Anyway, here's what he wrote on method (he also describes other methods, but this is what he lists first)
He then goes on to say that if there are fish below, you've basically got nothing to lose by letting it swing, even though it's not the primary purpose of the presentation... the most important methods of fishing the wet fly is the "natural drift." There are several ways to accomplish this, the most generally useful being the up-and-across cast. You take your position directly opposite the water you wish to fish, and make a cast at about a forty-five-degree angle upstream to the opposite side. As soon as the cast is completed, the tip of the rod is lowered a trifle and then kept pointed directly at the flies as they sink in the water and current carries them downstream. The line should be slack, but just on the verge of being taut. The allows the flies to be affected naturally by the current and lets leaves you in perfect command if you get a strike.

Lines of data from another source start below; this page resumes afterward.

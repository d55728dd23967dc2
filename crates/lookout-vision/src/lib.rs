//! The lookout frame loop.
//!
//! [`Pipeline`] pulls frames from a camera, draws the selected detections, runs the hand stage
//! (inline landmarks, or landmarks plus gestures on a [`GestureWorker`]) and shows the result
//! on a [`Display`] until the user quits or the source runs dry.

pub mod config;
pub mod display;
pub mod error;
pub mod pipeline;
pub mod renderer;
pub mod worker;

pub use config::{DetectionConfig, GestureMode, PipelineConfig};
pub use display::{Display, DisplayError};
pub use error::PipelineError;
pub use pipeline::{ExitReason, HandStage, Pipeline, RunSummary};
pub use renderer::{draw_detections, draw_gesture, draw_hand, round_up_confidence};
pub use worker::{GestureResult, GestureWorker, Timestamps};
use std::path::PathBuf;

#[derive(Debug, Clone)]
pub enum ModelSource {
    File(PathBuf),
    Memory(Vec<u8>),
}

impl From<PathBuf> for ModelSource {
    fn from(path: PathBuf) -> Self {
        ModelSource::File(path)
    }
}

impl From<&str> for ModelSource {
    fn from(path: &str) -> Self {
        ModelSource::File(PathBuf::from(path))
    }
}
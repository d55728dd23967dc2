use lookout_base::Tensor;
use lookout_infer::{InferError, Session};
use std::sync::{Arc, Mutex};

/// Session that returns canned outputs and records the input shapes it was given.
pub struct CannedSession {
    pub outputs: Vec<(String, Tensor<f32>)>,
    pub seen_shapes: Arc<Mutex<Vec<Vec<usize>>>>,
}

impl CannedSession {
    pub fn boxed(outputs: Vec<(&str, Tensor<f32>)>) -> (Box<dyn Session + Send>, Arc<Mutex<Vec<Vec<usize>>>>) {
        let seen_shapes = Arc::new(Mutex::new(Vec::new()));
        let session = CannedSession {
            outputs: outputs.into_iter().map(|(n, t)| (n.to_string(), t)).collect(),
            seen_shapes: seen_shapes.clone(),
        };
        (Box::new(session), seen_shapes)
    }
}

impl Session for CannedSession {
    fn run(&mut self, inputs: &[(&str, Tensor<f32>)]) -> Result<Vec<(String, Tensor<f32>)>, InferError> {
        for (name, tensor) in inputs {
            if *name != "input" {
                return Err(InferError::InvalidInput {
                    name: name.to_string(),
                    expected_names: vec!["input".to_string()],
                });
            }
            self.seen_shapes.lock().unwrap().push(tensor.shape.clone());
        }
        Ok(self.outputs.clone())
    }

    fn input_names(&self) -> &[String] {
        static NAMES: std::sync::OnceLock<Vec<String>> = std::sync::OnceLock::new();
        NAMES.get_or_init(|| vec!["input".to_string()])
    }

    fn output_names(&self) -> &[String] {
        &[]
    }
}
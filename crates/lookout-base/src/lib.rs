pub mod logging;
pub mod rect;
pub mod tensor;
pub mod vec2;

pub use logging::{init_file_logger, init_stdout_logger, FileLogger, StdoutLogger};
pub use rect::Rect;
pub use tensor::{Tensor, TensorError};
pub use vec2::Vec2;

// Re-export log crate so downstream crates can use lookout_base::log::*
pub use log;
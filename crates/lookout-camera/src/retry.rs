use crate::{Camera, CameraError};
use lookout_base::Tensor;
use std::time::Duration;

/// How many consecutive transient capture failures to tolerate, and how long to wait between them.
#[derive(Clone, Debug, PartialEq, Eq)]
pub struct RetryPolicy {
    max_retries: u32,
    initial_backoff: Duration,
    max_backoff: Duration,
}

impl Default for RetryPolicy {
    fn default() -> Self {
        Self::fail_fast()
    }
}

impl RetryPolicy {
    /// Never retry: the first error is surfaced.
    pub fn fail_fast() -> Self {
        Self {
            max_retries: 0,
            initial_backoff: Duration::ZERO,
            max_backoff: Duration::ZERO,
        }
    }

    /// Retry up to `max_retries` times, doubling the wait from `initial_backoff`.
    ///
    /// The wait is capped at 32 times `initial_backoff` unless changed with
    /// [`with_max_backoff`](Self::with_max_backoff).
    pub fn new(max_retries: u32, initial_backoff: Duration) -> Self {
        Self {
            max_retries,
            initial_backoff,
            max_backoff: initial_backoff.saturating_mul(32),
        }
    }

    pub fn with_max_backoff(mut self, max_backoff: Duration) -> Self {
        self.max_backoff = max_backoff;
        self
    }

    pub fn max_retries(&self) -> u32 {
        self.max_retries
    }

    pub fn initial_backoff(&self) -> Duration {
        self.initial_backoff
    }

    pub fn max_backoff(&self) -> Duration {
        self.max_backoff
    }

    /// Wait before retry number `attempt` (0-based).
    pub fn backoff(&self, attempt: u32) -> Duration {
        let factor = 1u32.checked_shl(attempt).unwrap_or(u32::MAX);
        self.initial_backoff.saturating_mul(factor).min(self.max_backoff)
    }
}

/// Wraps a camera and retries transient failures according to a [`RetryPolicy`].
///
/// `Exhausted` and fatal errors pass straight through.
pub struct RetryingCamera<C> {
    inner: C,
    policy: RetryPolicy,
    failures: u32,
}

impl<C: Camera> RetryingCamera<C> {
    pub fn new(inner: C, policy: RetryPolicy) -> Self {
        Self {
            inner,
            policy,
            failures: 0,
        }
    }

    pub fn policy(&self) -> &RetryPolicy {
        &self.policy
    }

    pub fn inner(&self) -> &C {
        &self.inner
    }

    pub fn into_inner(self) -> C {
        self.inner
    }
}

impl<C: Camera> Camera for RetryingCamera<C> {
    async fn recv(&mut self) -> Result<Tensor<u8>, CameraError> {
        loop {
            match self.inner.recv().await {
                Ok(frame) => {
                    self.failures = 0;
                    return Ok(frame);
                }
                Err(e) if e.is_transient() && self.failures < self.policy.max_retries => {
                    let wait = self.policy.backoff(self.failures);
                    self.failures += 1;
                    log::warn!(
                        "{e}; retry {}/{} in {wait:?}",
                        self.failures,
                        self.policy.max_retries
                    );
                    tokio::time::sleep(wait).await;
                }
                Err(e) => {
                    self.failures = 0;
                    return Err(e);
                }
            }
        }
    }
}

If you desire a longer drift than that obtained by the original cast, you may get this by "mending." [description of mending omitted] This also provides extra slack, and you gain some additional natural drift.
If the water below you is not likely to be occupied by fish, then the float of the flies may be terminated at an angle of forty-five below you, or just when they have started to drag across the stream. Watch and be prepared for a rise at this particular position, as it often occurs at this point.

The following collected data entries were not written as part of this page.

use lookout_image::ImageError;
use std::fmt;

#[derive(Debug)]
pub enum CameraError {
    /// The source has no more frames.
    Exhausted,
    /// One frame failed; the next read may succeed.
    Transient(String),
    /// The device could not be opened or configured, or it stopped working.
    Device(String),
    Stream(String),
    Decode(ImageError),
    Channel(String),
}

impl CameraError {
    /// Whether retrying the read can reasonably succeed.
    pub fn is_transient(&self) -> bool {
        matches!(self, CameraError::Transient(_) | CameraError::Decode(_))
    }
}

impl fmt::Display for CameraError {
    fn fmt(&self, f: &mut fmt::Formatter<'_>) -> fmt::Result {
        match self {
            CameraError::Exhausted => write!(f, "frame source exhausted"),
            CameraError::Transient(msg) => write!(f, "transient capture error: {msg}"),
            CameraError::Device(msg) => write!(f, "camera device error: {msg}"),
            CameraError::Stream(msg) => write!(f, "camera stream error: {msg}"),
            CameraError::Decode(err) => write!(f, "frame decode error: {err}"),
            CameraError::Channel(msg) => write!(f, "camera channel error: {msg}"),
        }
    }
}

impl std::error::Error for CameraError {
    fn source(&self) -> Option<&(dyn std::error::Error + 'static)> {
        match self {
            CameraError::Decode(err) => Some(err),
            _ => None,
        }
    }
}

impl From<ImageError> for CameraError {
    fn from(err: ImageError) -> Self {
        CameraError::Decode(err)
    }
}

impl From<std::io::Error> for CameraError {
    fn from(err: std::io::Error) -> Self {
        CameraError::Device(err.to_string())
    }
}
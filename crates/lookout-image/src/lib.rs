//! Image handling for lookout frames.
//!
//! Frames are `Tensor<u8>` in HWC layout `[height, width, 3]` with RGB channel order.
//! This crate decodes camera/replay images into that layout, converts pixel formats, and draws
//! annotations in place.

pub mod convert;
pub mod draw;
pub mod error;

pub use convert::{rgb_to_argb, yuyv_to_rgb};
pub use draw::{Rgb, RgbCanvas, TextAnchor};
pub use error::ImageError;

use crates_image::{DynamicImage, ImageEncoder};
use lookout_base::Tensor;

/// Decodes an encoded image (JPEG, PNG) into an RGB frame.
///
/// Grayscale, alpha and 16-bit inputs are converted to 8-bit RGB, so the result always has
/// shape `[height, width, 3]`.
///
/// # Errors
///
/// Returns `ImageError::Decode` if the data is invalid or the format is unsupported.
pub fn decode_image(data: &[u8]) -> Result<Tensor<u8>, ImageError> {
    let rgb = match crates_image::load_from_memory(data)? {
        DynamicImage::ImageRgb8(buf) => buf,
        other => other.to_rgb8(),
    };
    let (width, height) = rgb.dimensions();
    Ok(Tensor::new(
        vec![height as usize, width as usize, 3],
        rgb.into_raw(),
    )?)
}

/// Encodes an RGB frame as JPEG. `quality` runs from 1 to 100.
pub fn encode_jpeg(frame: &Tensor<u8>, quality: u8) -> Result<Vec<u8>, ImageError> {
    let (height, width) = match frame.hwc() {
        Some((h, w, 3)) => (h, w),
        _ => {
            return Err(ImageError::Encode(format!(
                "expected a [height, width, 3] frame, got shape {:?}",
                frame.shape
            )));
        }
    };

    let mut buffer = Vec::new();
    crates_image::codecs::jpeg::JpegEncoder::new_with_quality(&mut buffer, quality)
        .write_image(
            &frame.data,
            width as u32,
            height as u32,
            crates_image::ExtendedColorType::Rgb8,
        )
        .map_err(|e| ImageError::Encode(e.to_string()))?;
    Ok(buffer)
}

Here's the flies actually recommends. To me, there are the true Bergman wets, the flies in the plates are more correctly Burke wets.
Black Wooly Worm
Blue Dun and Blue Quill (down to size 20!), with a Dark Hendrickon as a subsitute
Cahill, regular or dark
Coachman/Leadwing Coachman/Rio Grande King/Royal Coachman
Gold Ribbed Hare's Ear (he recommends cutting the wing off if it fails to produce)
Gray Hackle Yellow, Gray Hackle Peacock
Grizzly King (for brook trout and grayling)
March Brown, American
Olive Dun and Olive quill
Orange Fish Hawk (as mentioned above, really seemed to have liked this fly)
Parmachene Belle (for brook trout only)
Queen of the Waters
Silver Doctor (only for certain conditions)
Wickham's Fancy/ Campbell's Fancy (he considered the equivalent, but preferred Campbell's. In my own experience he was wrong)
As you can see, there are very few "fancy" flies there, and those he largely recommended for brook trout only.